▸ The problem: Identify every line in the records below that contains the word "expired", and copy each of those lines.

Collected data
________________________

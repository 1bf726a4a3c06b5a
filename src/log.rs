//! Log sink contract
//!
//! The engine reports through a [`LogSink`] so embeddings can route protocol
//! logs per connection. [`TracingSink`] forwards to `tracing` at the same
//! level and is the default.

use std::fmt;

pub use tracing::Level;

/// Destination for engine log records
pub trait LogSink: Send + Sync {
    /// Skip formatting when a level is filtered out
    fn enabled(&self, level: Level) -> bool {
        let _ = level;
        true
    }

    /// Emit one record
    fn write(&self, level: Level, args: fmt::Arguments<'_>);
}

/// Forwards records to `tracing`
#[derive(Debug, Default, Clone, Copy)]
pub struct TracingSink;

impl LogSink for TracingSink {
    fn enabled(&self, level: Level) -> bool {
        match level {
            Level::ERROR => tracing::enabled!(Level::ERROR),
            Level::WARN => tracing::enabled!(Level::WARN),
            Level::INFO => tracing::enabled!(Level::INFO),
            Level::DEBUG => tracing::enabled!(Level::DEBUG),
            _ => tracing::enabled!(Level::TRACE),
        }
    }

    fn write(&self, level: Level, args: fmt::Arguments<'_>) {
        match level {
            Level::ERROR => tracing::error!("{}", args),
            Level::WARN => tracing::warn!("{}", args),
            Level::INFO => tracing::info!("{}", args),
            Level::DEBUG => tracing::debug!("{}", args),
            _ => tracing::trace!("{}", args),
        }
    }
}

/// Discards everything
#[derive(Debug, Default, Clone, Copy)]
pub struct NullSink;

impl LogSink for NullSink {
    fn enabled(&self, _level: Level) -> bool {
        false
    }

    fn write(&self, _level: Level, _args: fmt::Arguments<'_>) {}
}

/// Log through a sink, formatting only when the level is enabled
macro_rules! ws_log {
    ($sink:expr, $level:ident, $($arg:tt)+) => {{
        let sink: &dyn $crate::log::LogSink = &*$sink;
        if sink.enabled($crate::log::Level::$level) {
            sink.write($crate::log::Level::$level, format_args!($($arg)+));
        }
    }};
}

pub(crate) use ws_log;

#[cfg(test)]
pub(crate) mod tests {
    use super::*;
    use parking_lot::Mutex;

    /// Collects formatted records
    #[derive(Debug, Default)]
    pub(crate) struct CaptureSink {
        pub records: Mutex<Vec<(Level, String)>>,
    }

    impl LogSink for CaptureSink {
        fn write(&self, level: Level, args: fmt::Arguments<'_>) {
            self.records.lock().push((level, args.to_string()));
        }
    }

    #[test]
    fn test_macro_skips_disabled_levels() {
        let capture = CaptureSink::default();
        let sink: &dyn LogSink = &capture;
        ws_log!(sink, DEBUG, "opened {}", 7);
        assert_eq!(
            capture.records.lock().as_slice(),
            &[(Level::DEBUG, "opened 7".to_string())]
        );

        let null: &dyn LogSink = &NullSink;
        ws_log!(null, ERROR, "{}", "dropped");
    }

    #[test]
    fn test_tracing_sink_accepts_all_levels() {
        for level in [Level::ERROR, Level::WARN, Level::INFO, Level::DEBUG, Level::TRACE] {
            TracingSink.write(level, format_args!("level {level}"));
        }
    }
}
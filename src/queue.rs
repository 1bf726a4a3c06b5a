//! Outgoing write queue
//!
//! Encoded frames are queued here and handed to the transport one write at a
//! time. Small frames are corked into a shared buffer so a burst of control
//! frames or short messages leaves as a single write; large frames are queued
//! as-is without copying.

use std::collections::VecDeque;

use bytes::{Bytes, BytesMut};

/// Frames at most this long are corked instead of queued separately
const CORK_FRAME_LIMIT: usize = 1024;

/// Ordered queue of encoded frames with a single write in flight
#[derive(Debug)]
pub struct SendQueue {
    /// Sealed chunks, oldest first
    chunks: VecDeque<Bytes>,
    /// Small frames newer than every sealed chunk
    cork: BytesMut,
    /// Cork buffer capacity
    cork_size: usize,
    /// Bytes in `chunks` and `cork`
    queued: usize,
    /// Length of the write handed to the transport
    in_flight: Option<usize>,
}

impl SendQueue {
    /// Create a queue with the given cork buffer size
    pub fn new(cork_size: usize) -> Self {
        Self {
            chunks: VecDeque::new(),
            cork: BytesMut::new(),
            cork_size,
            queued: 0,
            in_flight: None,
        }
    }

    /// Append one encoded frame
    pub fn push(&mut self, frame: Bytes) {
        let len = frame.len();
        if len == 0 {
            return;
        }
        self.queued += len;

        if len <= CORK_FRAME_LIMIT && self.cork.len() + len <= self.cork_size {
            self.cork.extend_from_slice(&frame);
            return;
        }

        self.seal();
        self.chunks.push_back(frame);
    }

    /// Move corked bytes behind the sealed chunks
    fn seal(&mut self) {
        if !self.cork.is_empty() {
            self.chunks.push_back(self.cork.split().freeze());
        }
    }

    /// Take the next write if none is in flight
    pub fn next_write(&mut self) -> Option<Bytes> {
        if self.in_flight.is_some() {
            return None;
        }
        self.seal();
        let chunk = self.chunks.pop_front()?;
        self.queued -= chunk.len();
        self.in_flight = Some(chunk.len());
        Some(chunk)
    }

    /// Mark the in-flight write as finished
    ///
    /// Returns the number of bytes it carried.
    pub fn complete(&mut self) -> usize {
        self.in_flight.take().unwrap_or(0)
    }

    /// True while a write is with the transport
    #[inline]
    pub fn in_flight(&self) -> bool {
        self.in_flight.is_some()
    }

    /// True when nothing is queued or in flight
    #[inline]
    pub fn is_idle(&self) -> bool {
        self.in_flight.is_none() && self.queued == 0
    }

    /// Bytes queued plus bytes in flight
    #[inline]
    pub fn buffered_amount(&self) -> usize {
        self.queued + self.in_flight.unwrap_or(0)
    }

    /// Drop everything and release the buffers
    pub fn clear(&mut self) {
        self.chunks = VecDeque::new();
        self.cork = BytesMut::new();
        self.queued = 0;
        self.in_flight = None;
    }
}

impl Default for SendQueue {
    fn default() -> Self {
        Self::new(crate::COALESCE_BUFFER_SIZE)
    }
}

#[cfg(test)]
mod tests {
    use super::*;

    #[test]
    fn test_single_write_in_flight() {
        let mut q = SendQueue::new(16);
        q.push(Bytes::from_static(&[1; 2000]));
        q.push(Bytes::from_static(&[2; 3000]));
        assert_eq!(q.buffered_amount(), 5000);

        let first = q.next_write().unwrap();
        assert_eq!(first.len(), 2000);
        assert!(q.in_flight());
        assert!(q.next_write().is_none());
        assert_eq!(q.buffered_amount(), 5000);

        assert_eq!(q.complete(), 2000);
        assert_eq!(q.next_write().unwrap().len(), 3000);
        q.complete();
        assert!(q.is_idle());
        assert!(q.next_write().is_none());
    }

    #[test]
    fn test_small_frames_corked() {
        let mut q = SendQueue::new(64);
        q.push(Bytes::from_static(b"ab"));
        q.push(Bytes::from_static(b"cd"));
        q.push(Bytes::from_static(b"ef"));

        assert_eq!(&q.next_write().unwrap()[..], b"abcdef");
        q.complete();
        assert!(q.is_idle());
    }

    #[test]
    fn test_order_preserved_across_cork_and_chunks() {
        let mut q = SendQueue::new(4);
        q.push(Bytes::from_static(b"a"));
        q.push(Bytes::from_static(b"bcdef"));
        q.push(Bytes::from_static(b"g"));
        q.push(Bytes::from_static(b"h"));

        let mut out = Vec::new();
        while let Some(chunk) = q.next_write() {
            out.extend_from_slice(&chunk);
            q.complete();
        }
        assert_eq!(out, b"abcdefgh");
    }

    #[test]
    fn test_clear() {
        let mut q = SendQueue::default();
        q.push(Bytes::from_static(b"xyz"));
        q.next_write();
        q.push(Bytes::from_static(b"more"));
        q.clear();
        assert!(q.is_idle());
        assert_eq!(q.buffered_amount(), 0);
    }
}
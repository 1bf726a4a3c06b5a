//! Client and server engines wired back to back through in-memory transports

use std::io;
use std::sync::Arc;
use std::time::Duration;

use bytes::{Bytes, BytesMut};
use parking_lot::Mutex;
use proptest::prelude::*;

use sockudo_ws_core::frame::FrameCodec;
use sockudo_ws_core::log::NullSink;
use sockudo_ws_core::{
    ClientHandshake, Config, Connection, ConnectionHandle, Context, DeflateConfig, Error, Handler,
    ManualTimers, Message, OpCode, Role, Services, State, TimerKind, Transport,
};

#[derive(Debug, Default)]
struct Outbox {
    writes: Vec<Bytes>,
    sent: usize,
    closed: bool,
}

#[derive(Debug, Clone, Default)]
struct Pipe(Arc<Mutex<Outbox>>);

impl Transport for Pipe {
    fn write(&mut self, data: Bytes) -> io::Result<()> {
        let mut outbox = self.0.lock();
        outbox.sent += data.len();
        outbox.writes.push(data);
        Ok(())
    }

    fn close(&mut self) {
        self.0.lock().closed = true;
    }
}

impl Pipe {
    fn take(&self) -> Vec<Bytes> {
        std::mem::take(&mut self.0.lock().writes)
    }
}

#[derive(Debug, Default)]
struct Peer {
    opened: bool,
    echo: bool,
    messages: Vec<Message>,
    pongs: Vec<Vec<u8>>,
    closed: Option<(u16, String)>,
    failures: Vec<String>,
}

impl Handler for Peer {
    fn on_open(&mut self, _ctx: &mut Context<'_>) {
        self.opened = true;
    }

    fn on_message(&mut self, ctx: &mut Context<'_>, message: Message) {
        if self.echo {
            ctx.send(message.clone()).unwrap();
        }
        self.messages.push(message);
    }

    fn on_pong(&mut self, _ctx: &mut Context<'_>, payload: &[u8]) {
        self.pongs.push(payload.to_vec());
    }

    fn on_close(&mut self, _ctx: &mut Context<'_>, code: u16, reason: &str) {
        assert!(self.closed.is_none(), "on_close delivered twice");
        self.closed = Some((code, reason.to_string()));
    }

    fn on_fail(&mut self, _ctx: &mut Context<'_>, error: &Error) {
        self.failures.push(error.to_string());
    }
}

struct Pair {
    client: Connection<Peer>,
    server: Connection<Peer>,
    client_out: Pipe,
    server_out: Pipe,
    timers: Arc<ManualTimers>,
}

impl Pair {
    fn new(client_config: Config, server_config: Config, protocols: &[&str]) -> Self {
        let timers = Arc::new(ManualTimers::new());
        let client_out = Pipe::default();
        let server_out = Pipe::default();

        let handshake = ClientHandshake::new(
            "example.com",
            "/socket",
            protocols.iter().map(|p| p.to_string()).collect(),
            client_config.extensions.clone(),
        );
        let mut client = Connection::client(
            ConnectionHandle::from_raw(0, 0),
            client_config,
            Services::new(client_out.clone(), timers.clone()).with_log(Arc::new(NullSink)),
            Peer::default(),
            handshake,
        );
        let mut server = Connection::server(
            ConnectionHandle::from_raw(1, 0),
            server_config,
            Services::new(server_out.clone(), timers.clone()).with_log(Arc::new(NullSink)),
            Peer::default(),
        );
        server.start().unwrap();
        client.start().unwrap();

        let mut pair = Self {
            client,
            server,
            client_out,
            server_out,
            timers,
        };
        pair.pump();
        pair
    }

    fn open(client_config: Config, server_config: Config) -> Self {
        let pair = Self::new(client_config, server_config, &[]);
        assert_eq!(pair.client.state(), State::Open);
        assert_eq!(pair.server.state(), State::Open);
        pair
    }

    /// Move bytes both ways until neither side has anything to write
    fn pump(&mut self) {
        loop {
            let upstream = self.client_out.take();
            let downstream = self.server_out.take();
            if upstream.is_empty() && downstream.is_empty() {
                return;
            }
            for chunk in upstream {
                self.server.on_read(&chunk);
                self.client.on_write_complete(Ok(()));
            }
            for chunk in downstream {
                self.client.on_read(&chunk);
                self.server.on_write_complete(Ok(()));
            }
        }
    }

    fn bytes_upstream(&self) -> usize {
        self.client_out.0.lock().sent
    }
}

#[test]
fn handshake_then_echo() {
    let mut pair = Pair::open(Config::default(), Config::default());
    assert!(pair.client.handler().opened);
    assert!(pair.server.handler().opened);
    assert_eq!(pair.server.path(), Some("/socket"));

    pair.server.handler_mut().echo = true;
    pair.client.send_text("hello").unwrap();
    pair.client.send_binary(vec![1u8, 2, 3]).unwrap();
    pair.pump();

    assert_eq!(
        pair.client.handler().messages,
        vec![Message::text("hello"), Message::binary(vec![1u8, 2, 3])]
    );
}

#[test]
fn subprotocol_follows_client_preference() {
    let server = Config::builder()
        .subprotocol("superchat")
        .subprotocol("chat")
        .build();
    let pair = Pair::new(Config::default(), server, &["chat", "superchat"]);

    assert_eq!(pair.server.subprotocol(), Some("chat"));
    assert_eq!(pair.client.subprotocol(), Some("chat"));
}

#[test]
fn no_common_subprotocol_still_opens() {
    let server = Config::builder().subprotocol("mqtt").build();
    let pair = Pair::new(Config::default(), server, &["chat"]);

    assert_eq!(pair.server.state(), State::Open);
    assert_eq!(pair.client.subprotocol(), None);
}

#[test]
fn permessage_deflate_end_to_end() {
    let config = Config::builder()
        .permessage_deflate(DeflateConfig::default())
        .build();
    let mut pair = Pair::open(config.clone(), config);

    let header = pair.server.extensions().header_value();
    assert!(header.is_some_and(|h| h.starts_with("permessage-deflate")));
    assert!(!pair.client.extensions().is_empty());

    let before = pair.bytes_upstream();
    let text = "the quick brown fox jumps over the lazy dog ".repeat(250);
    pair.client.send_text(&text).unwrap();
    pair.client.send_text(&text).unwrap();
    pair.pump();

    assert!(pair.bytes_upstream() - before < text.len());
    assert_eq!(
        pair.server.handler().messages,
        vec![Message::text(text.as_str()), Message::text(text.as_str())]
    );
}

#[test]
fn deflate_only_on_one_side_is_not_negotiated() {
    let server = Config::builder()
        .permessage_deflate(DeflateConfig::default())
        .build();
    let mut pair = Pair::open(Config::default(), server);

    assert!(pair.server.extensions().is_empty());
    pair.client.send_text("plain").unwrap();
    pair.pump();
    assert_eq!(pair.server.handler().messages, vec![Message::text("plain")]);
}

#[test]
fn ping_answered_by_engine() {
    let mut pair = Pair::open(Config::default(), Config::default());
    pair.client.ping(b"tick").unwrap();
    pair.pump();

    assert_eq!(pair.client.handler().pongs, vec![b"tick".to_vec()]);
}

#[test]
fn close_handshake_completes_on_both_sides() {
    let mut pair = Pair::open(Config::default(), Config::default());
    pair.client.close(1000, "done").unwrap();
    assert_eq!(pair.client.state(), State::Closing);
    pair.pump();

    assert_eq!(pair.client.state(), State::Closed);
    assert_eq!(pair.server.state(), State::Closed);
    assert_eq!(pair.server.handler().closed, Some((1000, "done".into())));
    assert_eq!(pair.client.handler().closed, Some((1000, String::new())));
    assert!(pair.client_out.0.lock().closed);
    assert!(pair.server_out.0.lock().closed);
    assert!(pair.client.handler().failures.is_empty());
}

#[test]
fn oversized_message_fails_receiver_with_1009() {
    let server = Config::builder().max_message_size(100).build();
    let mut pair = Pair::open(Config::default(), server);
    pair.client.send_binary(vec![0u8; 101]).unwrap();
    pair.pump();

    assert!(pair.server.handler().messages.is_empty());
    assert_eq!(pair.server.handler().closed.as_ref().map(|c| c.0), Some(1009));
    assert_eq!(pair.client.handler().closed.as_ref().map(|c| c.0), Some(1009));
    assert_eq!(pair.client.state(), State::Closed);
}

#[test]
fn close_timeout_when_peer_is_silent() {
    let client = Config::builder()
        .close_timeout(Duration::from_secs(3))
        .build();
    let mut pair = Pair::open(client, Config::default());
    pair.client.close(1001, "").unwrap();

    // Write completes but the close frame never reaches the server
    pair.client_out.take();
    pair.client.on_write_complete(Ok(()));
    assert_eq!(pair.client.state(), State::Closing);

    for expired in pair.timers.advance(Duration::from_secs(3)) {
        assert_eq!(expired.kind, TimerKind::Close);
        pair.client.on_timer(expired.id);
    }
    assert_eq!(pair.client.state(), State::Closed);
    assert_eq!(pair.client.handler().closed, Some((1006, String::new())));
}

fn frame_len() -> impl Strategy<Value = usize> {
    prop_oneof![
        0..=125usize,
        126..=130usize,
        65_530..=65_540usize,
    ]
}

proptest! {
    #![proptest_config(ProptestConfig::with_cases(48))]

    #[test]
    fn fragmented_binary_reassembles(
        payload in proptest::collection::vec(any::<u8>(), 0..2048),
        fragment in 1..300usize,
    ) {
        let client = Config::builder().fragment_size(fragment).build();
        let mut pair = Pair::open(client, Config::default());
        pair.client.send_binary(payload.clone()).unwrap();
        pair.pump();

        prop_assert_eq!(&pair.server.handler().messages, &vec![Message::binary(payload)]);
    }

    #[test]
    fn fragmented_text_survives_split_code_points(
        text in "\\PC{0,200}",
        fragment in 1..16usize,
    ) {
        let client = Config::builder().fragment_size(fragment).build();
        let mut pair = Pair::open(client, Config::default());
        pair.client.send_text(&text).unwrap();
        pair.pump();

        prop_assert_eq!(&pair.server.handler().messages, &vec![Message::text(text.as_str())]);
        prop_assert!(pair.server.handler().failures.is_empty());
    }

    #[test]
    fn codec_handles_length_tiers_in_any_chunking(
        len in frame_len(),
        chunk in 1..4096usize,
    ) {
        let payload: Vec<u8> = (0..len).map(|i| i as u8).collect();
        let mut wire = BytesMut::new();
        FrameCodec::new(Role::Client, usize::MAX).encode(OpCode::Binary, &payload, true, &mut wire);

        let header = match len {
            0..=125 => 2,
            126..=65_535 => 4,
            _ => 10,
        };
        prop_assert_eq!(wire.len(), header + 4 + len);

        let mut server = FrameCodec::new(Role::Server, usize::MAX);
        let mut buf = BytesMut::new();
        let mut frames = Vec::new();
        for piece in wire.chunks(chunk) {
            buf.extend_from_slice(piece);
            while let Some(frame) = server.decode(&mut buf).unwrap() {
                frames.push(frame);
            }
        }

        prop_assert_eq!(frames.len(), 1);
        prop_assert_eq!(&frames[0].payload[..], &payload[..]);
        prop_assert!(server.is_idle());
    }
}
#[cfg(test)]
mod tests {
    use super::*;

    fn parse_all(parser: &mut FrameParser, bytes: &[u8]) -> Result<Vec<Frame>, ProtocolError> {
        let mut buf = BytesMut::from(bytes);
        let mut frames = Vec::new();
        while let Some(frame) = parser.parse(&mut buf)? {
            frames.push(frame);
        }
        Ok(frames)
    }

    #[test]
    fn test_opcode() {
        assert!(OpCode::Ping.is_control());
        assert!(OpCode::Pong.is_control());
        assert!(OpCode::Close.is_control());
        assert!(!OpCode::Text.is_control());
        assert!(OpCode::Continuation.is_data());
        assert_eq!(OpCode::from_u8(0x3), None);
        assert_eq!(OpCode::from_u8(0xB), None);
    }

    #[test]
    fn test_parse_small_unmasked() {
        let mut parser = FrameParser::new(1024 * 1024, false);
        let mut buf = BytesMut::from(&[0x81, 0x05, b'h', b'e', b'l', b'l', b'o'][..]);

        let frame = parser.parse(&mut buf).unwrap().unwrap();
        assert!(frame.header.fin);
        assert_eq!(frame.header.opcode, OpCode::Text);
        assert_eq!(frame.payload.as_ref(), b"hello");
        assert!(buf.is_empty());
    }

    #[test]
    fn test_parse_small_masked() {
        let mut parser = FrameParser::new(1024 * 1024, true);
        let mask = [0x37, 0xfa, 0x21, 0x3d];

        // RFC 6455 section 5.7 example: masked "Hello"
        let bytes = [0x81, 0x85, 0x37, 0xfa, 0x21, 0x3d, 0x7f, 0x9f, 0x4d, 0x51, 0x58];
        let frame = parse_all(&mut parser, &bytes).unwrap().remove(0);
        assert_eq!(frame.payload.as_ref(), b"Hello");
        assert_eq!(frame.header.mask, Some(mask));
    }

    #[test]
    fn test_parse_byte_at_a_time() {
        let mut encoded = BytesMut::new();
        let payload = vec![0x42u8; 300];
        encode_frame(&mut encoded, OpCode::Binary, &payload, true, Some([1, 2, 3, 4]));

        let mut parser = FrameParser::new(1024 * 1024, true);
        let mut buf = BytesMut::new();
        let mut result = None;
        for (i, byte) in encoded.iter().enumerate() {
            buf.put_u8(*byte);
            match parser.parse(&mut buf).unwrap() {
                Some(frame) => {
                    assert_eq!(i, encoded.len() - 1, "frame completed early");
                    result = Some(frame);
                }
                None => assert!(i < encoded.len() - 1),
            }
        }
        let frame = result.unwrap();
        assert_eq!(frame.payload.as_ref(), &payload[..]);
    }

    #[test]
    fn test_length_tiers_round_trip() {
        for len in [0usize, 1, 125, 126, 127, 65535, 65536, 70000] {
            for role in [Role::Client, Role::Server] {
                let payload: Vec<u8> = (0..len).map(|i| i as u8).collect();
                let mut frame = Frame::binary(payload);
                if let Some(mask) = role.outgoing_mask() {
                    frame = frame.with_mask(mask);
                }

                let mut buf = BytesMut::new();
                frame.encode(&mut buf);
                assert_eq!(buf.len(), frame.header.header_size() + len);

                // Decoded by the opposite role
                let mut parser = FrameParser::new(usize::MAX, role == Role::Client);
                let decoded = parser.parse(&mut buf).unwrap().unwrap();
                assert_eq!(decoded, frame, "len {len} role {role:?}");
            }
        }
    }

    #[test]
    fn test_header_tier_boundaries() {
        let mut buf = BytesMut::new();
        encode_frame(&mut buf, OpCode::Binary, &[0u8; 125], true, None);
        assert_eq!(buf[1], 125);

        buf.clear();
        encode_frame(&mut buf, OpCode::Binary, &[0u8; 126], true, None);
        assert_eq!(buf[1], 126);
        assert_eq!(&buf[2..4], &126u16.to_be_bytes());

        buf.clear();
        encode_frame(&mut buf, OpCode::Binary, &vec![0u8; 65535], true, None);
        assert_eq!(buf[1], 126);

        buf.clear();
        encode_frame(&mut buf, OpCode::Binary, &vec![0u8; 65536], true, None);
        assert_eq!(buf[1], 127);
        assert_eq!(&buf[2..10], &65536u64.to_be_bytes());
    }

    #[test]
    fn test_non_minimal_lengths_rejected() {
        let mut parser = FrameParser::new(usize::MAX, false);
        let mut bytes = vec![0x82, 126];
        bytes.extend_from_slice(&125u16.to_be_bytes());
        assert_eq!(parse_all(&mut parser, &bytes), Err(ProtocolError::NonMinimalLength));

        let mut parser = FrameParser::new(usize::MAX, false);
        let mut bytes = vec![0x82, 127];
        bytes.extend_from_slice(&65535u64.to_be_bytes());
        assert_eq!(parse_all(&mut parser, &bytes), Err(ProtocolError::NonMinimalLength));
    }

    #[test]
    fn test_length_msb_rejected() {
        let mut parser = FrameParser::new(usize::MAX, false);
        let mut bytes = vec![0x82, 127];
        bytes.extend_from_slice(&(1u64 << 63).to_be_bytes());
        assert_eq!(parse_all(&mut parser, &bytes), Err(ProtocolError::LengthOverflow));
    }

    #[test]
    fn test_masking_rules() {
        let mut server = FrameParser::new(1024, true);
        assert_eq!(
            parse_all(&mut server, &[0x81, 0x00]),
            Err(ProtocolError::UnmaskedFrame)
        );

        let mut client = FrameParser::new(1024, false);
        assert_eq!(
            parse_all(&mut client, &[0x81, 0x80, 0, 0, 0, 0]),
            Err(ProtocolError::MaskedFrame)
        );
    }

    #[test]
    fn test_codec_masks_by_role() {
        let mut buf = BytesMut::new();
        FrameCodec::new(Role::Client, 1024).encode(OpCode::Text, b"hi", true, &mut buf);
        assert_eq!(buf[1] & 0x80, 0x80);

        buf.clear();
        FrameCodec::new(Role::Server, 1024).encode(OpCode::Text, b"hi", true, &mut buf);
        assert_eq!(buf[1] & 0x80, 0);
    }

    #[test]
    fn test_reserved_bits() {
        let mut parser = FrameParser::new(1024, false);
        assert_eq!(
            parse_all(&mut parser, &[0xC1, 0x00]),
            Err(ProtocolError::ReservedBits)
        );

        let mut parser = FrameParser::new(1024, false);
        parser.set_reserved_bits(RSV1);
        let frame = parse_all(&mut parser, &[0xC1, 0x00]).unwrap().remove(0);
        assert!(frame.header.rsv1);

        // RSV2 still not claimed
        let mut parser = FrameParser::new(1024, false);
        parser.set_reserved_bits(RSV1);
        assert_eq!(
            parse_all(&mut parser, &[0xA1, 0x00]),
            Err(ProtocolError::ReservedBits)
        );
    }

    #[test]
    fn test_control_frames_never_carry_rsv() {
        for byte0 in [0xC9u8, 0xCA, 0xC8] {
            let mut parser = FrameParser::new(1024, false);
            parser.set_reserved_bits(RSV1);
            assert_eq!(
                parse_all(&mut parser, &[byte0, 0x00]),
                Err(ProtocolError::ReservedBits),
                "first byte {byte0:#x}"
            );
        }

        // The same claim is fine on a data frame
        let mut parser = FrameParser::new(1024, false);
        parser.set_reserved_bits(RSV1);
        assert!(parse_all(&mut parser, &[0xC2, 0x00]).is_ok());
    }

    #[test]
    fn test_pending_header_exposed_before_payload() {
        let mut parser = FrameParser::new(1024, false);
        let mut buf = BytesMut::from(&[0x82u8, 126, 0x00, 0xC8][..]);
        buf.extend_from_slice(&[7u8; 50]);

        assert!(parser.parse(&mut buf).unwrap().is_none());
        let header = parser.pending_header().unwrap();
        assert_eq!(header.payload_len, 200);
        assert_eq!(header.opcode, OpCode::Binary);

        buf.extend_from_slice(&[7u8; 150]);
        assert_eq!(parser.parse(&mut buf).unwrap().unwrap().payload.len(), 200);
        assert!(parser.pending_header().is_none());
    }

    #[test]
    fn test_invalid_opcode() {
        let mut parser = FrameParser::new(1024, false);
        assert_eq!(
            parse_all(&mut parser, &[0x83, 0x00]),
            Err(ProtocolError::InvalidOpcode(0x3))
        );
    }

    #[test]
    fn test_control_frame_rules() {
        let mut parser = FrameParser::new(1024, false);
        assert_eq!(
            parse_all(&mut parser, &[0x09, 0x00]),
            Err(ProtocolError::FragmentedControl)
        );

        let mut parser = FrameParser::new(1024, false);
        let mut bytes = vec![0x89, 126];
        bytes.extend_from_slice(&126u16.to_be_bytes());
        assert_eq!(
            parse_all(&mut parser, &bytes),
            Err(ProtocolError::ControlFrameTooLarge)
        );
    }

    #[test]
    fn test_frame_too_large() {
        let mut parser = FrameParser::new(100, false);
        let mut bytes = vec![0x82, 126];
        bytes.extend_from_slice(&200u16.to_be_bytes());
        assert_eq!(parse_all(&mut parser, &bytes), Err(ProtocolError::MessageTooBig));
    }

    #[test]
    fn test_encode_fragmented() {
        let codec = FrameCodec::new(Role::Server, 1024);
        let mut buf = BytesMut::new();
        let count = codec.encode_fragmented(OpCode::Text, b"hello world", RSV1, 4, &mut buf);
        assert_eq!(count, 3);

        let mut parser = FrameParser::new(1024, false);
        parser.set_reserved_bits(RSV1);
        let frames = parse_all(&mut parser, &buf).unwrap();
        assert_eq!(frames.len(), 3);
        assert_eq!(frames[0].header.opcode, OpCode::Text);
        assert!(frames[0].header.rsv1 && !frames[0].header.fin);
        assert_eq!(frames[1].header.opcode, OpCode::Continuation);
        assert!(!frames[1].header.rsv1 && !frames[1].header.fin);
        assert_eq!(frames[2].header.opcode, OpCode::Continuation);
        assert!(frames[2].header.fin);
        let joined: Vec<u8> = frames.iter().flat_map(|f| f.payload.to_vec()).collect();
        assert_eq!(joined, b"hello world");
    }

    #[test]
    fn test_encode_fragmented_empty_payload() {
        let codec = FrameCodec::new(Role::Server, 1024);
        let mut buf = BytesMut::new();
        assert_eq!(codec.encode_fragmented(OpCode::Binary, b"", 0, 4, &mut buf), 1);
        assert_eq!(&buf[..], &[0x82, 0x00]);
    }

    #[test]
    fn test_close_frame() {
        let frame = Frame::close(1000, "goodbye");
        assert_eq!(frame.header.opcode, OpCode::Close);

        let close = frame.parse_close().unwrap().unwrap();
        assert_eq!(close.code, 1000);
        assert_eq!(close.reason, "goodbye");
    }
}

________________________

▸ Solution for this exercise:
    for expired in pair.timers.advance(Duration::from_secs(3)) {
        assert_eq!(expired.kind, TimerKind::Close);
        pair.client.on_timer(expired.id);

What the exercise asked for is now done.